Soldavini Jessica, Taillie Lindsey Smith, Lytle Leslie A, Berner Maureen, Ward Dianne Stanton, Ammerman Alice
Center for Health Promotion and Disease Prevention and Department of Nutrition Gillings School of Global Public Health, University of North Carolina at Chapel Hill, Chapel Hill, NC.
Carolina Population Center, Department of Nutrition, Gillings School of Global Public Health, University of North Carolina at Chapel Hill, Chapel Hill, NC.
J Nutr Educ Behav. 2022 Mar;54(3):211-218. doi: 10.1016/j.jneb.2021.09.004. Epub 2021 Nov 10.
To assess changes in self-efficacy and attitudes related to healthy eating and cooking in Cooking Matters for Kids participants.
Prepost study design.
Cooking Matters for Kids programs offered by 35 organizations.
Predominantly third- to fifth-grade children participating in Cooking Matters for Kids lessons during fiscal years 2012-17 with matched presurvey and postsurveys (n = 18,113).
INTERVENTION(S): Cooking Matters for Kids consists of six 2-hour experiential nutrition and cooking education lessons.
MAIN OUTCOME MEASURE(S): Self-efficacy related to healthy eating and cooking and attitudes toward healthy foods assessed through the Cooking Matters for Kids Participant Survey.
Changes from the presurvey to postsurvey were assessed using mixed models and repeated measures ordered logistic regression accounting for clustering by course. Effect sizes were calculated using Cohen d for repeated measures. A Bonferroni adjustment was used to correct for multiple comparisons (α = 0.025).
Both overall and individual self-efficacy and attitude scores improved from presurvey to postsurvey (P < 0.0001).
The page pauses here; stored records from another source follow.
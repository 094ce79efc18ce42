//! SVG rendering of chart descriptions (HTTP page and file exports).

use plotters::prelude::*;

use crate::chart::ChartSpec;
use crate::error::AppError;
use crate::plot::{Theme, draw_chart};

/// Render `spec` into a standalone SVG document.
pub fn render_svg(spec: &ChartSpec, width: u32, height: u32) -> Result<String, AppError> {
    let mut svg = String::new();
    {
        let root = SVGBackend::with_string(&mut svg, (width, height)).into_drawing_area();
        draw_chart(&root, spec, &Theme::light())
            .map_err(|e| AppError::new(4, format!("Failed to draw chart '{}': {e}", spec.title)))?;
        root.present()
            .map_err(|e| AppError::new(4, format!("Failed to finish SVG '{}': {e}", spec.title)))?;
    }
    Ok(svg)
}

#[cfg(test)]
mod tests {
    use super::*;
    use crate::data::table::{record, table};
    use crate::domain::ReportMode;
    use crate::report::render_report;

    #[test]
    fn renders_every_chart_kind() {
        let t = table(vec![
            record(1980, "Jan", 1, "Sedan", 100.0, 10.0, 5.0),
            record(1980, "Feb", 1, "Truck", 200.0, 30.0, 6.0),
        ]);
        let output = render_report(&t, 1980, Some(ReportMode::Recession)).unwrap();

        for chart in output.charts() {
            let svg = render_svg(chart, 480, 320).unwrap();
            assert!(svg.starts_with("<svg"), "unexpected prefix for {}", chart.title);
            assert!(svg.contains("</svg>"));
        }
    }

    #[test]
    fn empty_pie_still_renders() {
        let t = table(vec![
            record(1980, "Jan", 1, "Sedan", 100.0, 0.0, 5.0),
            record(1980, "Feb", 1, "Truck", 200.0, 0.0, 6.0),
        ]);
        let output = render_report(&t, 1980, Some(ReportMode::Recession)).unwrap();
        let pie = output.charts().nth(2).unwrap();
        assert!(render_svg(pie, 200, 200).is_ok());
    }
}
//! Static description of the dashboard's controls.
//!
//! Built once from the loaded table; front-ends render it however they like.

use serde::Serialize;

use crate::data::SalesTable;
use crate::domain::ReportMode;

pub const PAGE_TITLE: &str = "Automobile Statistics Dashboard";
pub const HEADING: &str = "Automobile Sales Statistics Dashboard";
pub const PROMPT: &str = "Select Statistics:";

/// Named controls. The ids are the ones the page and the JSON API expose.
#[derive(Debug, Clone, Copy, PartialEq, Eq, Hash, Serialize)]
pub enum ControlId {
    #[serde(rename = "dropdown-statistics")]
    Statistics,
    #[serde(rename = "select-year")]
    Year,
    #[serde(rename = "output-container")]
    Output,
}

impl ControlId {
    pub fn as_str(self) -> &'static str {
        match self {
            ControlId::Statistics => "dropdown-statistics",
            ControlId::Year => "select-year",
            ControlId::Output => "output-container",
        }
    }
}

#[derive(Debug, Clone, PartialEq, Serialize)]
pub struct DropdownOption {
    pub label: String,
    pub value: String,
}

#[derive(Debug, Clone, PartialEq, Serialize)]
pub struct Dropdown {
    pub id: ControlId,
    pub placeholder: String,
    pub options: Vec<DropdownOption>,
}

#[derive(Debug, Clone, PartialEq, Serialize)]
pub struct DashboardLayout {
    pub title: String,
    pub heading: String,
    pub prompt: String,
    pub statistics: Dropdown,
    pub year: Dropdown,
    /// Year values backing `year.options`, ascending.
    pub years: Vec<i32>,
    pub output_id: ControlId,
}

impl DashboardLayout {
    pub fn from_table(table: &SalesTable) -> Self {
        let statistics = Dropdown {
            id: ControlId::Statistics,
            placeholder: "Select a report type".to_string(),
            options: ReportMode::ALL
                .iter()
                .map(|mode| DropdownOption {
                    label: mode.label().to_string(),
                    value: mode.value().to_string(),
                })
                .collect(),
        };

        let years = table.years().to_vec();
        let year = Dropdown {
            id: ControlId::Year,
            placeholder: "Select a year".to_string(),
            options: years
                .iter()
                .map(|y| DropdownOption {
                    label: y.to_string(),
                    value: y.to_string(),
                })
                .collect(),
        };

        Self {
            title: PAGE_TITLE.to_string(),
            heading: HEADING.to_string(),
            prompt: PROMPT.to_string(),
            statistics,
            year,
            years,
            output_id: ControlId::Output,
        }
    }

    /// Initial value of the year dropdown: its first option.
    pub fn default_year(&self) -> i32 {
        self.years.first().copied().unwrap_or_default()
    }
}

#[cfg(test)]
mod tests {
    use super::*;
    use crate::data::table::{record, table};

    #[test]
    fn year_options_match_distinct_table_years() {
        let t = table(vec![
            record(1985, "Jan", 0, "Sedan", 1.0, 1.0, 1.0),
            record(1980, "Jan", 0, "Sedan", 1.0, 1.0, 1.0),
            record(1985, "Feb", 0, "Sedan", 1.0, 1.0, 1.0),
        ]);
        let layout = DashboardLayout::from_table(&t);

        let values: Vec<&str> = layout.year.options.iter().map(|o| o.value.as_str()).collect();
        assert_eq!(values, vec!["1980", "1985"]);
        assert_eq!(layout.default_year(), 1980);
        assert_eq!(layout.statistics.options.len(), 2);
        assert_eq!(layout.statistics.options[1].value, "Yearly Statistics");
    }

    #[test]
    fn serializes_control_ids() {
        let t = table(vec![record(1980, "Jan", 0, "Sedan", 1.0, 1.0, 1.0)]);
        let json = serde_json::to_value(DashboardLayout::from_table(&t)).unwrap();
        assert_eq!(json["statistics"]["id"], "dropdown-statistics");
        assert_eq!(json["year"]["id"], "select-year");
        assert_eq!(json["output_id"], "output-container");
        assert_eq!(json["title"], PAGE_TITLE);
    }
}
The effect sizes were 0.35 for overall self-efficacy score and 0.17 for overall attitude score.
Participation in Cooking Matters for Kids was associated with improvements in self-efficacy and attitudes related to healthy eating and cooking.
评估参加“儿童烹饪要事”项目的参与者在与健康饮食和烹饪相关的自我效能感和态度方面的变化。
前后对照研究设计。
由35个组织提供的“儿童烹饪要事”项目。
主要是在2012 - 2017财年参加“儿童烹饪要事”课程的三至五年级儿童,有匹配的预调查和后调查(n = 18113)。
“儿童烹饪要事”包括六节时长为2小时的体验式营养与烹饪教育课程。
通过“儿童烹饪要事”参与者调查问卷评估与健康饮食和烹饪相关的自我效能感以及对健康食品的态度。
使用混合模型和重复测量有序逻辑回归评估从预调查到后调查的变化,并考虑课程聚类情况。效应量使用重复测量的Cohen d计算。采用Bonferroni校正进行多重比较(α = 0.025)。
从预调查到后调查,总体及个体的自我效能感和态度得分均有所提高(P < 0.0001)。总体自我效能感得分的效应量为0.35,总体态度得分的效应量为0.17。
参与“儿童烹饪要事”项目与健康饮食和烹饪相关的自我效能感及态度的改善有关。